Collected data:
╭──
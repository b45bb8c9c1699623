#[cfg(all(test, feature = "serde-bincode"))]
mod tests {
    use crate::{Compression, SerdeBincode, StashConfig, StashError, StashReader, StashWriter};
    use serde::{Deserialize, Serialize};

    #[derive(Serialize, Deserialize, Debug, PartialEq, Clone)]
    struct Curve {
        label: String,
        points: Vec<(u32, f64)>,
    }

    fn curve() -> Curve {
        Curve {
            label: "validation".repeat(20),
            points: (0..2_000).map(|i| (i, 1.0 / (i as f64 + 1.0))).collect(),
        }
    }

    fn zstd_cfg() -> StashConfig {
        StashConfig::builder()
            .compression(Compression::Zstd { level: 3 })
            .build()
    }

    #[test]
    fn zstd_roundtrip_and_smaller_on_disk() {
        let dir = tempfile::tempdir().unwrap();
        let plain = dir.path().join("plain.bin");
        let packed = dir.path().join("packed.bin.zst");

        StashWriter::new(StashConfig::default(), SerdeBincode::<Curve>::new())
            .write(&plain, &curve())
            .unwrap();
        StashWriter::new(zstd_cfg(), SerdeBincode::<Curve>::new())
            .write(&packed, &curve())
            .unwrap();

        let plain_len = std::fs::metadata(&plain).unwrap().len();
        let packed_len = std::fs::metadata(&packed).unwrap().len();
        assert!(packed_len < plain_len, "{packed_len} >= {plain_len}");

        let got = StashReader::new(zstd_cfg(), SerdeBincode::<Curve>::new())
            .read(&packed)
            .unwrap();
        assert_eq!(got, curve());
    }

    #[test]
    fn zstd_file_read_without_compression_fails() {
        let dir = tempfile::tempdir().unwrap();
        let path = dir.path().join("packed.bin.zst");
        StashWriter::new(zstd_cfg(), SerdeBincode::<Curve>::new())
            .write(&path, &curve())
            .unwrap();

        let err = StashReader::new(StashConfig::default(), SerdeBincode::<Curve>::new())
            .read(&path)
            .unwrap_err();
        assert!(matches!(err, StashError::Decode(_)), "got {err:?}");
    }

    #[test]
    fn plain_file_read_with_zstd_fails() {
        let dir = tempfile::tempdir().unwrap();
        let path = dir.path().join("plain.bin");
        crate::write(&path, &curve()).unwrap();

        let err = StashReader::new(zstd_cfg(), SerdeBincode::<Curve>::new())
            .read(&path)
            .unwrap_err();
        assert!(matches!(err, StashError::Decode(_)), "got {err:?}");
    }

    #[test]
    fn truncated_zstd_frame_is_a_decode_error() {
        let dir = tempfile::tempdir().unwrap();
        let path = dir.path().join("packed.bin.zst");
        StashWriter::new(zstd_cfg(), SerdeBincode::<Curve>::new())
            .write(&path, &curve())
            .unwrap();

        let bytes = std::fs::read(&path).unwrap();
        std::fs::write(&path, &bytes[..bytes.len() / 2]).unwrap();

        let err = StashReader::new(zstd_cfg(), SerdeBincode::<Curve>::new())
            .read(&path)
            .unwrap_err();
        assert!(matches!(err, StashError::Decode(_)), "got {err:?}");
    }

    #[test]
    fn builder_defaults() {
        let cfg = StashConfig::default();
        assert_eq!(cfg.compression, Compression::None);
        assert!(!cfg.sync);
        assert_eq!(cfg.read_buffer, 64 * 1024);

        let cfg = StashConfig::builder().read_buffer(0).write_buffer(0).build();
        assert_eq!((cfg.read_buffer, cfg.write_buffer), (1, 1));
    }
}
╰──
Exercise brief: Repeat the data verbatim.

Written answer:
repository b45bb8c9c1699623
#[cfg(all(test, feature = "serde-bincode"))]
mod tests {
    use crate::{Compression, SerdeBincode, StashConfig, StashError, StashReader, StashWriter};
    use serde::{Deserialize, Serialize};

    #[derive(Serialize, Deserialize, Debug, PartialEq, Clone)]
    struct Curve {
        label: String,
        points: Vec<(u32, f64)>,
    }

    fn curve() -> Curve {
        Curve {
            label: "validation".repeat(20),
            points: (0..2_000).map(|i| (i, 1.0 / (i as f64 + 1.0))).collect(),
        }
    }

    fn zstd_cfg() -> StashConfig {
        StashConfig::builder()
            .compression(Compression::Zstd { level: 3 })
            .build()
    }

    #[test]
    fn zstd_roundtrip_and_smaller_on_disk() {
        let dir = tempfile::tempdir().unwrap();
        let plain = dir.path().join("plain.bin");
        let packed = dir.path().join("packed.bin.zst");

        StashWriter::new(StashConfig::default(), SerdeBincode::<Curve>::new())
            .write(&plain, &curve())
            .unwrap();
        StashWriter::new(zstd_cfg(), SerdeBincode::<Curve>::new())
            .write(&packed, &curve())
            .unwrap();

        let plain_len = std::fs::metadata(&plain).unwrap().len();
        let packed_len = std::fs::metadata(&packed).unwrap().len();
        assert!(packed_len < plain_len, "{packed_len} >= {plain_len}");

        let got = StashReader::new(zstd_cfg(), SerdeBincode::<Curve>::new())
            .read(&packed)
            .unwrap();
        assert_eq!(got, curve());
    }

    #[test]
    fn zstd_file_read_without_compression_fails() {
        let dir = tempfile::tempdir().unwrap();
        let path = dir.path().join("packed.bin.zst");
        StashWriter::new(zstd_cfg(), SerdeBincode::<Curve>::new())
            .write(&path, &curve())
            .unwrap();

        let err = StashReader::new(StashConfig::default(), SerdeBincode::<Curve>::new())
            .read(&path)
            .unwrap_err();
        assert!(matches!(err, StashError::Decode(_)), "got {err:?}");
    }

    #[test]
    fn plain_file_read_with_zstd_fails() {
        let dir = tempfile::tempdir().unwrap();
        let path = dir.path().join("plain.bin");
        crate::write(&path, &curve()).unwrap();

        let err = StashReader::new(zstd_cfg(), SerdeBincode::<Curve>::new())
            .read(&path)
            .unwrap_err();
        assert!(matches!(err, StashError::Decode(_)), "got {err:?}");
    }

    #[test]
    fn truncated_zstd_frame_is_a_decode_error() {
        let dir = tempfile::tempdir().unwrap();
        let path = dir.path().join("packed.bin.zst");
        StashWriter::new(zstd_cfg(), SerdeBincode::<Curve>::new())
            .write(&path, &curve())
            .unwrap();

        let bytes = std::fs::read(&path).unwrap();
        std::fs::write(&path, &bytes[..bytes.len() / 2]).unwrap();

        let err = StashReader::new(zstd_cfg(), SerdeBincode::<Curve>::new())
            .read(&path)
            .unwrap_err();
        assert!(matches!(err, StashError::Decode(_)), "got {err:?}");
    }

    #[test]
    fn builder_defaults() {
        let cfg = StashConfig::default();
        assert_eq!(cfg.compression, Compression::None);
        assert!(!cfg.sync);
        assert_eq!(cfg.read_buffer, 64 * 1024);

        let cfg = StashConfig::builder().read_buffer(0).write_buffer(0).build();
        assert_eq!((cfg.read_buffer, cfg.write_buffer), (1, 1));
    }
}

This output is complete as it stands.